Enfin, la situation du département de la Dordogne risque de s’aggraver encore avec la disparition des services publics sur son territoire (dont la suppression d’au moins une sous-préfecture) et le sort fait à l’hôpital de Sarlat.

3) Quelques pistes en perspective, au-delà de la conjoncture de juin 2013

En cette période de préparation de la programmation 2014/2020 des fonds européens axés sur des objectifs thématiques prédéterminés, la détection et le développement des domaines d’activités stratégiques pour l’Aquitaine et le renforcement de l’innovation dans tous ses aspects sont à l’ordre du jour.

Parmi les secteurs industriels porteurs d’avenir pour la région, les potentialités de deux d’entr’eux paraissent devoir être approfondies : le secteur naval/nautisme et les activités de démantèlement .

La filière nautique aquitaine (170 entreprises en Gironde, 1 800 salariés autour d’une dizaine de métiers) marque un dynamisme qui tranche avec les difficultés que connaît cette filière au niveau national.
Dans le domaine de la construction navale, la région compte plusieurs fleurons dont l’entreprise Constructions Navales de Bordeaux (CNB) qui, outre ses multicoques et catamarans de grand renom, vient de sortir un bateau de nouvelle génération construit en composite, pourvu d’équipements électroniques très pointus et d’aménagements de grand confort.
Au-delà de la construction navale, la diversification de la filière autour de la réparation et de la maintenance est marquée par la création récente d’un cluster regroupant douze entreprises aquitaines, avec en perspective la constitution d’une zone de « refit » pour laquelle la présence des formes de radoub du port de Bordeaux est un atout indéniable.
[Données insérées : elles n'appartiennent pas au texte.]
//! Error types for reachsh.

use std::io;
use std::time::Duration;

use thiserror::Error;

/// Main error type for reachsh operations.
#[derive(Error, Debug)]
pub enum Error {
    /// SSH transport-level errors
    #[error("Transport error: {0}")]
    Transport(#[from] TransportError),

    /// Channel operation errors
    #[error("Channel error: {0}")]
    Channel(#[from] ChannelError),

    /// Dialogue-level errors
    #[error("Dialogue error: {0}")]
    Dialogue(#[from] DialogueError),

    /// Configuration errors
    #[error("Configuration error: {0}")]
    Config(#[from] ConfigError),

    /// Cipher text errors
    #[error("Cipher error: {0}")]
    Cipher(#[from] CipherError),
}

/// Transport layer errors (SSH connection, authentication).
#[derive(Error, Debug)]
pub enum TransportError {
    /// Failed to connect to host
    #[error("Connection failed to {host}:{port}: {source}")]
    ConnectionFailed {
        host: String,
        port: u16,
        #[source]
        source: io::Error,
    },

    /// SSH handshake or protocol error
    #[error("SSH error: {0}")]
    Ssh(#[from] russh::Error),

    /// SSH key error
    #[error("SSH key error: {0}")]
    Key(String),

    /// Host is not present in known_hosts
    #[error("Host {host}:{port} not found in known_hosts")]
    HostKeyUnknown { host: String, port: u16 },

    /// Host key does not match the known_hosts entry
    #[error("Host key for {host}:{port} changed (known_hosts line {line})")]
    HostKeyChanged { host: String, port: u16, line: usize },

    /// known_hosts could not be read or written
    #[error("known_hosts error: {0}")]
    KnownHosts(String),

    /// Operation on a transport that is not connected
    #[error("Transport not connected")]
    NotConnected,

    /// Operation timed out
    #[error("Operation timed out after {0:?}")]
    Timeout(Duration),

    /// I/O error
    #[error("I/O error: {0}")]
    Io(#[from] io::Error),
}

/// Channel layer errors (interactive shell stream).
#[derive(Error, Debug)]
pub enum ChannelError {
    /// No data arrived within the read timeout
    #[error("No data received within {0:?}")]
    Timeout(Duration),

    /// Remote side closed the channel
    #[error("Channel closed")]
    Closed,

    /// I/O error on the channel stream
    #[error("Channel I/O error: {0}")]
    Io(#[from] io::Error),
}

/// Dialogue layer errors (command exchange).
#[derive(Error, Debug)]
pub enum DialogueError {
    /// Session has no open channel
    #[error("Session not connected - call connect() first")]
    NotConnected,

    /// Malformed dialogue request, rejected before any I/O
    #[error("Invalid dialogue: {message}")]
    Invalid { message: String },
}

/// Configuration errors raised while building a session.
#[derive(Error, Debug)]
pub enum ConfigError {
    /// Required setting missing
    #[error("Missing setting: {0}")]
    Missing(&'static str),

    /// A configured regex does not compile
    #[error("Invalid regex for {name}: {source}")]
    InvalidPattern {
        name: &'static str,
        #[source]
        source: regex::Error,
    },

    /// Setting present but unusable
    #[error("Invalid setting {name}: {message}")]
    Invalid { name: &'static str, message: String },
}

/// Errors from decrypting `$CT=` values or loading cipher keys.
#[derive(Error, Debug)]
pub enum CipherError {
    /// Cipher text is not valid base64
    #[error("Cipher text is not valid base64: {0}")]
    Encoding(#[from] base64::DecodeError),

    /// Cipher text too short or padding check failed
    #[error("Cipher text could not be decrypted with this key")]
    Decrypt,

    /// Decrypted bytes are not UTF-8
    #[error("Decrypted text is not UTF-8")]
    Utf8(#[from] std::string::FromUtf8Error),

    /// Key file could not be read
    #[error("Cannot read cipher key file: {0}")]
    KeyFile(#[from] io::Error),

    /// Key file holds no usable line
    #[error("Cipher key file is empty")]
    EmptyKeyFile,
}

/// Result type alias using reachsh's Error.
pub type Result<T> = std::result::Result<T, Error>;
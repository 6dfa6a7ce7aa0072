//! SSH transport implementation using russh.

use std::path::{Path, PathBuf};
use std::sync::{Arc, Mutex};
use std::time::Duration;

use log::{debug, warn};
use russh::client::{self, Handle, Msg};
use russh::keys::{PrivateKeyWithHashAlg, PublicKey, load_secret_key};
use russh::{ChannelStream, Disconnect};

use super::config::{HostKeyVerification, SshConfig};
use super::{AuthOutcome, Connector};
use crate::error::TransportError;

/// SSH transport wrapping a russh client session.
pub struct SshTransport {
    /// The russh session handle (None until connected).
    session: Option<Handle<SshHandler>>,

    /// Configuration used for this connection.
    config: SshConfig,
}

impl SshTransport {
    /// Create an unconnected transport.
    pub fn new(config: SshConfig) -> Self {
        Self {
            session: None,
            config,
        }
    }

    fn handle(&mut self) -> Result<&mut Handle<SshHandler>, TransportError> {
        self.session.as_mut().ok_or(TransportError::NotConnected)
    }
}

impl Connector for SshTransport {
    type Stream = ChannelStream<Msg>;

    fn host(&self) -> &str {
        &self.config.host
    }

    async fn connect(&mut self) -> Result<(), TransportError> {
        let ssh_config = Arc::new(client::Config {
            keepalive_interval: Some(Duration::from_secs(30)),
            ..Default::default()
        });

        let host_key_error: Arc<Mutex<Option<TransportError>>> = Arc::new(Mutex::new(None));

        let handler = SshHandler {
            host: self.config.host.clone(),
            port: self.config.port,
            host_key_verification: self.config.host_key_verification.clone(),
            known_hosts_path: self.config.known_hosts_path.clone(),
            host_key_error: host_key_error.clone(),
        };

        let timeout = self.config.connect_timeout;
        let session = tokio::time::timeout(
            timeout,
            client::connect(
                ssh_config,
                (self.config.host.as_str(), self.config.port),
                handler,
            ),
        )
        .await
        .map_err(|_| TransportError::Timeout(timeout))?
        .map_err(|e| {
            // check_server_key leaves a detailed error behind; prefer it over
            // the generic russh::Error::UnknownKey
            let stored = host_key_error.lock().ok().and_then(|mut slot| slot.take());
            match (stored, e) {
                (Some(hk_err), _) => hk_err,
                (None, russh::Error::IO(source)) => TransportError::ConnectionFailed {
                    host: self.config.host.clone(),
                    port: self.config.port,
                    source,
                },
                (None, e) => TransportError::Ssh(e),
            }
        })?;

        debug!("SSH handshake complete with {}", self.config.socket_addr());
        self.session = Some(session);
        Ok(())
    }

    async fn authenticate_agent(&mut self, username: &str) -> Result<AuthOutcome, TransportError> {
        #[cfg(unix)]
        {
            let mut agent = match russh::keys::agent::client::AgentClient::connect_env().await {
                Ok(agent) => agent,
                Err(e) => {
                    debug!("Failed to connect to SSH agent: {}", e);
                    return Ok(AuthOutcome::Unavailable);
                }
            };

            let identities = match agent.request_identities().await {
                Ok(identities) if !identities.is_empty() => identities,
                Ok(_) => {
                    debug!("SSH agent holds no identities");
                    return Ok(AuthOutcome::Unavailable);
                }
                Err(e) => {
                    debug!("Failed to get identities from SSH agent: {}", e);
                    return Ok(AuthOutcome::Unavailable);
                }
            };

            let session = self.handle()?;
            let rsa_hash = session
                .best_supported_rsa_hash()
                .await
                .map_err(TransportError::Ssh)?
                .flatten();

            for identity in identities {
                let hash_alg = if identity.algorithm().is_rsa() {
                    rsa_hash
                } else {
                    None
                };

                match session
                    .authenticate_publickey_with(username, identity, hash_alg, &mut agent)
                    .await
                {
                    Ok(result) if result.success() => return Ok(AuthOutcome::Accepted),
                    Ok(_) => debug!("SSH agent key rejected, trying next"),
                    Err(e) => debug!("SSH agent key failed: {}", e),
                }
            }

            Ok(AuthOutcome::Rejected)
        }

        #[cfg(not(unix))]
        {
            let _ = username;
            Ok(AuthOutcome::Unavailable)
        }
    }

    async fn authenticate_key(
        &mut self,
        username: &str,
        path: &Path,
        passphrase: Option<&str>,
    ) -> Result<AuthOutcome, TransportError> {
        debug!("Decrypting private key...");
        let key = load_secret_key(path, passphrase).map_err(|e| TransportError::Key(e.to_string()))?;

        let session = self.handle()?;

        // Get the best RSA hash algorithm supported by the server
        let hash_alg = session
            .best_supported_rsa_hash()
            .await
            .map_err(TransportError::Ssh)?
            .flatten();

        let accepted = session
            .authenticate_publickey(username, PrivateKeyWithHashAlg::new(Arc::new(key), hash_alg))
            .await
            .map_err(TransportError::Ssh)?
            .success();

        Ok(if accepted {
            AuthOutcome::Accepted
        } else {
            AuthOutcome::Rejected
        })
    }

    async fn authenticate_password(
        &mut self,
        username: &str,
        password: &str,
    ) -> Result<AuthOutcome, TransportError> {
        let accepted = self
            .handle()?
            .authenticate_password(username, password)
            .await
            .map_err(TransportError::Ssh)?
            .success();

        Ok(if accepted {
            AuthOutcome::Accepted
        } else {
            AuthOutcome::Rejected
        })
    }

    async fn open_shell(&mut self) -> Result<ChannelStream<Msg>, TransportError> {
        let (width, height) = (self.config.terminal_width, self.config.terminal_height);
        let session = self.handle()?;

        let channel = session
            .channel_open_session()
            .await
            .map_err(TransportError::Ssh)?;

        channel
            .request_pty(true, "vt100", width, height, 0, 0, &[])
            .await
            .map_err(TransportError::Ssh)?;

        channel
            .request_shell(true)
            .await
            .map_err(TransportError::Ssh)?;

        Ok(channel.into_stream())
    }

    async fn disconnect(&mut self) -> Result<(), TransportError> {
        if let Some(session) = self.session.take() {
            session
                .disconnect(Disconnect::ByApplication, "", "en")
                .await
                .map_err(TransportError::Ssh)?;
            debug!("Connection to {} closed", self.config.host);
        }
        Ok(())
    }
}

/// SSH client handler for russh.
struct SshHandler {
    host: String,
    port: u16,
    host_key_verification: HostKeyVerification,
    known_hosts_path: Option<PathBuf>,
    /// Stores a detailed host-key error so connect() can surface it
    /// instead of the generic russh::Error::UnknownKey.
    host_key_error: Arc<Mutex<Option<TransportError>>>,
}

impl SshHandler {
    /// Check the host key against known_hosts.
    ///
    /// Returns `Ok(true)` if matched, `Ok(false)` if host not found,
    /// `Err(TransportError::HostKeyChanged)` if key changed.
    fn check_known_hosts(&self, pubkey: &PublicKey) -> Result<bool, TransportError> {
        let result = if let Some(ref path) = self.known_hosts_path {
            russh::keys::check_known_hosts_path(&self.host, self.port, pubkey, path)
        } else {
            russh::keys::check_known_hosts(&self.host, self.port, pubkey)
        };

        match result {
            Ok(matched) => Ok(matched),
            Err(russh::keys::Error::KeyChanged { line }) => Err(TransportError::HostKeyChanged {
                host: self.host.clone(),
                port: self.port,
                line,
            }),
            Err(e) => Err(TransportError::KnownHosts(e.to_string())),
        }
    }

    /// Save a new host key to known_hosts.
    fn learn_host_key(&self, pubkey: &PublicKey) -> Result<(), TransportError> {
        let result = if let Some(ref path) = self.known_hosts_path {
            russh::keys::known_hosts::learn_known_hosts_path(&self.host, self.port, pubkey, path)
        } else {
            russh::keys::known_hosts::learn_known_hosts(&self.host, self.port, pubkey)
        };

        result.map_err(|e| TransportError::KnownHosts(e.to_string()))
    }

    fn reject(&self, err: TransportError) -> bool {
        debug!("Rejecting host key for {}:{}: {}", self.host, self.port, err);
        if let Ok(mut slot) = self.host_key_error.lock() {
            *slot = Some(err);
        }
        false
    }
}

impl client::Handler for SshHandler {
    type Error = russh::Error;

    async fn check_server_key(&mut self, server_public_key: &PublicKey) -> Result<bool, Self::Error> {
        match self.host_key_verification {
            HostKeyVerification::Disabled => Ok(true),

            HostKeyVerification::AcceptNew => match self.check_known_hosts(server_public_key) {
                Ok(true) => Ok(true),
                Ok(false) => {
                    if let Err(e) = self.learn_host_key(server_public_key) {
                        warn!("Failed to save host key: {}", e);
                    }
                    Ok(true)
                }
                Err(e) => Ok(self.reject(e)),
            },

            HostKeyVerification::Strict => match self.check_known_hosts(server_public_key) {
                Ok(true) => Ok(true),
                Ok(false) => Ok(self.reject(TransportError::HostKeyUnknown {
                    host: self.host.clone(),
                    port: self.port,
                })),
                Err(e) => Ok(self.reject(e)),
            },
        }
    }
}
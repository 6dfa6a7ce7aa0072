//! Run one command dialogue on a host.
//!
//! Wait, response, search and report lists are `|`-delimited, the same way
//! they are written in an inventory file.
//!
//! # Usage
//!
//! Change a password:
//! ```bash
//! cargo run --example run_command -- --host web01 --user ops --password oldpass \
//!     --command passwd --search successfully \
//!     --wait 'current|New password|Retype' --response 'oldpass|newpass|newpass'
//! ```
//!
//! Check a service, reporting when it is absent:
//! ```bash
//! cargo run --example run_command -- --host web01 --user ops --key ~/.ssh/id_ed25519 \
//!     --command 'systemctl is-active nginx' --search 'active|$NF' --report 'UP|DOWN'
//! ```
//!
//! Responses of the form `$CT=<ciphertext>` are decrypted with the key file
//! given by `--cipher-key` (or the built-in passphrase).

use std::env;
use std::path::PathBuf;
use std::sync::Arc;

use reachsh::{
    Cipher, DialogueSpec, FileResultsLog, HostSession, NullResultsLog, ResultsLog,
    SessionBuilder,
};

#[tokio::main]
async fn main() -> Result<(), Box<dyn std::error::Error>> {
    // Initialize logging (set RUST_LOG=debug for verbose output)
    env_logger::Builder::from_env(env_logger::Env::default().default_filter_or("info")).init();

    tokio::spawn(async {
        if tokio::signal::ctrl_c().await.is_ok() {
            eprintln!("\nInterrupted, aborting.");
            std::process::exit(130);
        }
    });

    let args = Args::parse();

    let spec = DialogueSpec::from_delimited(
        &args.command,
        &args.search,
        &args.report,
        &args.wait,
        &args.response,
    )?;

    let cipher = match &args.cipher_key {
        Some(path) => Cipher::from_key_file(path)?,
        None => Cipher::default(),
    };
    let results: Arc<dyn ResultsLog> = match &args.results {
        Some(path) => Arc::new(FileResultsLog::append(path)?),
        None => Arc::new(NullResultsLog),
    };

    let mut builder = SessionBuilder::new(&args.host)
        .port(args.port)
        .username(&args.user)
        .trust_hosts(args.trust_hosts)
        .agent_only(args.agent_only)
        .cipher(Arc::new(cipher))
        .results_log(Arc::clone(&results));
    if let Some(password) = &args.password {
        builder = builder.password(password);
    }
    if let Some(key_path) = &args.key {
        builder = builder.private_key(key_path);
    }

    let mut session = builder.build()?;

    println!("Connecting to {}:{}...", args.host, args.port);
    let status = session.connect().await;
    println!("{}: {}", args.host, status);
    if !status.is_connected() {
        results.flush();
        std::process::exit(1);
    }

    let result = session.run_dialogue(&spec).await?;
    println!("{}", "-".repeat(50));
    println!("{}", result.result);
    println!("{}", "-".repeat(50));
    println!("Outcome: {:?}, search: {:?}", result.outcome, result.search);
    if let Some(report) = &result.report {
        println!("Report: {}", report);
    }
    if !result.missing_waits.is_empty() {
        println!("Wait strings not seen: {:?}", result.missing_waits);
    }
    if !result.unanswered_waits.is_empty() {
        println!("Wait strings left unanswered: {:?}", result.unanswered_waits);
    }
    println!("Completed in {:?}", result.elapsed);

    session.close().await?;
    results.flush();

    Ok(())
}

/// Simple argument parser (avoiding external dependencies)
struct Args {
    host: String,
    port: u16,
    user: String,
    password: Option<String>,
    key: Option<PathBuf>,
    agent_only: bool,
    trust_hosts: bool,
    command: String,
    search: String,
    report: String,
    wait: String,
    response: String,
    cipher_key: Option<PathBuf>,
    results: Option<PathBuf>,
}

impl Args {
    fn parse() -> Self {
        let mut parsed = Self {
            host: "localhost".to_string(),
            port: 22,
            user: env::var("USER").unwrap_or_else(|_| "root".to_string()),
            password: None,
            key: None,
            agent_only: false,
            trust_hosts: false,
            command: "uname -a".to_string(),
            search: String::new(),
            report: String::new(),
            wait: String::new(),
            response: String::new(),
            cipher_key: None,
            results: None,
        };

        let mut args = env::args().skip(1);
        while let Some(arg) = args.next() {
            match arg.as_str() {
                "--agent-only" => parsed.agent_only = true,
                "--trust-hosts" => parsed.trust_hosts = true,
                "--help" => {
                    Self::print_help();
                    std::process::exit(0);
                }
                flag => {
                    let Some(value) = args.next() else {
                        eprintln!("Missing value for {}", flag);
                        std::process::exit(2);
                    };
                    match flag {
                        "--host" | "-h" => parsed.host = value,
                        "--port" | "-p" => parsed.port = value.parse().unwrap_or(22),
                        "--user" | "-u" => parsed.user = value,
                        "--password" | "-P" => parsed.password = Some(value),
                        "--key" | "-k" => parsed.key = Some(PathBuf::from(value)),
                        "--command" | "-c" => parsed.command = value,
                        "--search" => parsed.search = value,
                        "--report" => parsed.report = value,
                        "--wait" => parsed.wait = value,
                        "--response" => parsed.response = value,
                        "--cipher-key" => parsed.cipher_key = Some(PathBuf::from(value)),
                        "--results" => parsed.results = Some(PathBuf::from(value)),
                        _ => eprintln!("Unknown argument: {}", flag),
                    }
                }
            }
        }

        parsed
    }

    fn print_help() {
        println!(
            r#"reachsh run_command example

USAGE:
    cargo run --example run_command -- [OPTIONS]

OPTIONS:
    -h, --host <HOST>         Target host [default: localhost]
    -p, --port <PORT>         SSH port [default: 22]
    -u, --user <USER>         Username [default: $USER]
    -P, --password <PASS>     Password, also the key passphrase
    -k, --key <PATH>          Path to SSH private key
        --agent-only          Only use the SSH agent
        --trust-hosts         Accept unknown host keys
    -c, --command <CMD>       Command to run [default: uname -a]
        --search <LIST>       Search strings, '$NF' reports absence
        --report <LIST>       Report strings, one per search string
        --wait <LIST>         Strings to wait for
        --response <LIST>     Responses, one per wait string
        --cipher-key <PATH>   Passphrase file for $CT= responses
        --results <PATH>      Append result lines to this file
    --help                    Print this help message

Lists are '|'-delimited."#
        );
    }
}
Un tel niveau d’excellence et un tel dynamisme devraient permettre de répondre aux objectifs du programme dit « des navires du futur »issu du Grenelle de la Mer et dont les appels à manifestation d’intérêt (AMI) bénéficient d’une enveloppe de 100 millions d’euros destinés à la filière navale dans ses 5 marines, dont la plaisance. L’objectif général est de soutenir les innovations permettant la mise au point de bateaux et de navires économes, sûrs et intelligents en adéquation avec les attentes des utilisateurs opérationnels. Il s’agit pour les entreprises de la filière navale de conserver leur avance tant dans la conception et la construction des navires complexes que dans la maintenance et les services associés.

Les potentialités des activités de démantèlement dans toute leur étendue méritent d’être explorées et de faire l’objet d’une mobilisation des acteurs économiques pour la structuration d’une véritable filière. Il s’agit non seulement du démantèlement de navires mais aussi d’avions, de véhicules, de vélos et plus largement de produits manufacturés tel l’électro- ménager. Ce secteur, qui justifierait la création d’un nouveau « comité stratégique de filière », répondrait à un triple objectif : industriel, écologique, social (création d’emplois accessibles aux salariés peu qualifiés et actions de formation).